L’observatoire du Mont Aigoual, dans le Sud de la France, où se sont succédé des générations de météorologues dans des conditions de vie souvent dantesques, change ce week-end de vocation et devient le « Climatographe », espace de sensibilisation au réchauffement climatique.
L’observatoire du Mont Aigoual, dans le Sud de la France, où se sont succédé des générations de météorologues dans des conditions de vie souvent dantesques, change ce week-end de vocation et devient le « Climatographe », espace de sensibilisation au réchauffement climatique. Tempêtes de neige, vents violents, brouillards… Il peut faire (très) froid ou (très) chaud à 1.567 mètres d’altitude, au point culminant du Gard, où se dresse la lourde bâtisse de pierres de l’observatoire, construit en 1894. Ici, où par beau temps la vue porte des Pyrénées aux Alpes et à la Méditerranée, des records ont été enregistrés au fil des décennies: de -28 degrés pendant le terrible hiver 1956 à 29,9°C en juin 2019. Des rafales à plus de 300 km/h ont aussi été mesurées en novembre 1982 et 1,86 m de neige y est tombée en 24 heures en février 1976. En moyenne, le brouillard est présent 240 jours par an et la pluie 164 jours.
Fin septembre, les derniers techniciens permanents de Météo-France quitteront les lieux, l’automatisation de la station météo et des mesures d’économies ayant décidé l’institut météorologique à mettre fin à sa présence permanente dans ce coin reculé des Cévennes. Redouté depuis longtemps, ce désengagement a fait craindre à certains que le célèbre observatoire d’altitude, l’un des plus anciens de France, qui accueille 70.000 touristes par an, tombe rapidement en déshérence. Mais, racheté et réhabilité par la communauté de communes « Causses Aigoual Cévennes-Terres solidaires », le bâtiment emblématique, rebaptisé « Climatographe », entamera vendredi sa nouvelle vie lors d’une cérémonie officielle. A partir du 8 juillet, le public pourra visiter sa nouvelle grande exposition consacrée à la crise climatique (entrée payante). Lors de sa création à la fin du XIXe siècle, l’observatoire appartenait au service des Eaux et Forêts, qui s’en est servi pour reboiser le massif de l’Aigoual en y plantant 68 millions d’arbres.

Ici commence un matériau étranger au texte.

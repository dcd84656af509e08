//! OCR engines. The shipped engine pipes the image through the `tesseract` CLI.

use async_trait::async_trait;
use std::process::Stdio;
use tokio::io::AsyncWriteExt;
use tokio::process::Command;

#[derive(Debug, thiserror::Error)]
pub enum OcrError {
    #[error("El archivo no es una imagen válida.")]
    NotAnImage,
    #[error("OCR engine failed: {0}")]
    Engine(String),
    #[error("OCR engine I/O error: {0}")]
    Io(#[from] std::io::Error),
}

#[cfg_attr(test, mockall::automock)]
#[async_trait]
pub trait OcrEngine: Send + Sync {
    /// Raw text recognised in the image.
    async fn extract_text(&self, image: &[u8]) -> Result<String, OcrError>;
}

#[derive(Clone, Copy, Debug, PartialEq, Eq)]
pub enum ImageFormat {
    Png,
    Jpeg,
    Gif,
    Bmp,
    Tiff,
    WebP,
}

/// Identify an image by its magic bytes.
pub fn detect_image_format(bytes: &[u8]) -> Option<ImageFormat> {
    match bytes {
        [0x89, b'P', b'N', b'G', 0x0D, 0x0A, 0x1A, 0x0A, ..] => Some(ImageFormat::Png),
        [0xFF, 0xD8, 0xFF, ..] => Some(ImageFormat::Jpeg),
        [b'G', b'I', b'F', b'8', b'7' | b'9', b'a', ..] => Some(ImageFormat::Gif),
        [b'B', b'M', ..] => Some(ImageFormat::Bmp),
        [b'I', b'I', 0x2A, 0x00, ..] | [b'M', b'M', 0x00, 0x2A, ..] => Some(ImageFormat::Tiff),
        [b'R', b'I', b'F', b'F', _, _, _, _, b'W', b'E', b'B', b'P', ..] => Some(ImageFormat::WebP),
        _ => None,
    }
}

pub struct TesseractEngine {
    command: String,
    lang: String,
}

impl TesseractEngine {
    pub fn new(command: impl Into<String>, lang: impl Into<String>) -> Self {
        Self {
            command: command.into(),
            lang: lang.into(),
        }
    }
}

#[async_trait]
impl OcrEngine for TesseractEngine {
    async fn extract_text(&self, image: &[u8]) -> Result<String, OcrError> {
        if detect_image_format(image).is_none() {
            return Err(OcrError::NotAnImage);
        }

        let mut child = Command::new(&self.command)
            .args(["stdin", "stdout", "-l", &self.lang])
            .stdin(Stdio::piped())
            .stdout(Stdio::piped())
            .stderr(Stdio::piped())
            .kill_on_drop(true)
            .spawn()?;

        let mut stdin = child
            .stdin
            .take()
            .ok_or_else(|| OcrError::Engine("stdin not captured".to_string()))?;
        let input = image.to_vec();
        // Feed stdin concurrently so a full stdout pipe cannot stall the child.
        let writer = tokio::spawn(async move {
            stdin.write_all(&input).await?;
            stdin.shutdown().await
        });

        let output = child.wait_with_output().await?;
        if !output.status.success() {
            let stderr = String::from_utf8_lossy(&output.stderr);
            return Err(OcrError::Engine(format!("{} ({})", stderr.trim(), output.status)));
        }
        writer
            .await
            .map_err(|e| OcrError::Engine(e.to_string()))??;

        Ok(String::from_utf8_lossy(&output.stdout).into_owned())
    }
}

Le premier chant du coucou
Les premiers occupants ont aussi rapidement commencé à noter leurs observations sur de grands registres, dont des fac-similés sont à présent affichés aux murs: températures et vitesse du vent, bien sûr, mais aussi relevés des premières neiges, du premier chant du coucou, du passage d’une troupe de loups ou du foudroiement d’un troupeau de brebis. En 1943, des météorologues ont pris la suite des forestiers et, pendant plus d’un demi-siècle, se sont relayés, passant une semaine sur deux à l’écart du monde, voire plus en cas de tempête de neige. Puis, en 2011, Météo-France a entièrement automatisé sa station. Une poignée de techniciens y a été maintenue, essentiellement pour faire visiter une petite exposition consacrée à la météo qu’ils avaient construite de leurs mains.

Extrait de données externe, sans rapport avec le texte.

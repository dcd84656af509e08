//! Identifier aliases. User ids come from the identity service as opaque strings
//! (the `sub` claim); receipt ids are assigned by the database.

pub type UserId = String;
pub type BoletaId = i64;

« L’idée, c’était de faire comprendre les conditions hivernales aux gens qui venaient en été. L’hiver, on en profitait pour faire de nouvelles maquettes« , se souvient Rémy Marguet, le dernier technicien météo du Mont Aigoual, qui prendra sa retraite fin septembre après une dernière saison d’accueil des touristes.
« Nouvel élan »
A l’avenir, des médiateurs embauchés par la communauté de communes se chargeront des explications. « Je comprends l’émotion que cette transition peut susciter, mais la station automatique du Mont-Aigoual ne ferme pas et Météo-France reste partenaire de la nouvelle structure« , a expliqué le directeur régional sud-est de Météo France, Frédéric Atger. « C’est un nouvel élan« , considère Laurent Bonnard, le directeur du « Climatographe », en soulignant que son contenu a été validé par un comité scientifique dirigé par la célèbre paléoclimatologue Valérie Masson-Delmotte.

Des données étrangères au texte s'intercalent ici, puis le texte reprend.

//! Schema-qualified routine names.

use crate::{Ident, ObjectKind, QuoteError, split_segments};

/// Schema used when a name carries no explicit qualifier.
pub const DEFAULT_SCHEMA: &str = "public";

/// A routine name resolved to `(schema, name)`.
#[derive(Debug, Clone, PartialEq, Eq, Hash)]
pub struct QualifiedName {
    schema: String,
    name: String,
}

impl QualifiedName {
    pub fn new(schema: impl Into<String>, name: impl Into<String>) -> Self {
        Self {
            schema: schema.into(),
            name: name.into(),
        }
    }

    /// Parse `name` or `schema.name`, defaulting the schema to [`DEFAULT_SCHEMA`].
    pub fn parse(input: &str) -> Result<Self, QuoteError> {
        let mut segments = split_segments(input, ObjectKind::Function)?.into_iter().rev();
        let name = segments.next().unwrap_or_default();
        let schema = segments.next().unwrap_or(DEFAULT_SCHEMA);
        Ok(Self::new(schema, name))
    }

    pub fn schema(&self) -> &str {
        &self.schema
    }

    pub fn name(&self) -> &str {
        &self.name
    }

    /// Same schema, different local name.
    pub fn with_name(&self, name: impl Into<String>) -> Self {
        Self::new(self.schema.clone(), name)
    }

    /// `"schema"."name"`, ready to embed in DDL.
    pub fn quoted(&self) -> String {
        format!("{}.{}", Ident(&self.schema), Ident(&self.name))
    }
}

impl std::fmt::Display for QualifiedName {
    fn fmt(&self, f: &mut std::fmt::Formatter<'_>) -> std::fmt::Result {
        write!(f, "{}.{}", self.schema, self.name)
    }
}

#[cfg(test)]
mod tests {
    use super::*;

    #[test]
    fn test_parse_defaults_schema() {
        let name = QualifiedName::parse("myfunc").unwrap();
        assert_eq!(name.schema(), "public");
        assert_eq!(name.name(), "myfunc");
        assert_eq!(name.to_string(), "public.myfunc");
    }

    #[test]
    fn test_parse_qualified() {
        let name = QualifiedName::parse("billing.Total").unwrap();
        assert_eq!(name.schema(), "billing");
        assert_eq!(name.name(), "Total");
        assert_eq!(name.quoted(), "\"billing\".\"Total\"");
    }

    #[test]
    fn test_parse_rejects_empty() {
        assert!(QualifiedName::parse("").is_err());
        assert!(QualifiedName::parse("schema.").is_err());
    }

    #[test]
    fn test_with_name_keeps_schema() {
        let name = QualifiedName::parse("billing.old").unwrap();
        assert_eq!(name.with_name("new").to_string(), "billing.new");
    }
}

Interactive et accessible à partir de 6 ans, la visite propose des panneaux photos, des extraits sonores et vidéos et des graphiques, mais aussi une « fresque de la renaissance écologique qui permet à chacun de proposer des solutions pour lutter contre le réchauffement », ajoute M. Bonnard. « C’est vrai, on apprend beaucoup de choses, c’est très moderne. Mais cela fait tellement longtemps que les rapports du GIEC sont alarmants… N’en est-on pas à un stade où il faudrait être plus radical que d’aller à la déchèterie et chez les producteurs locaux?« , s’interrogeait en fin de parcours la documentariste Muriel Barra, qui a pu visiter l’exposition en avant-première.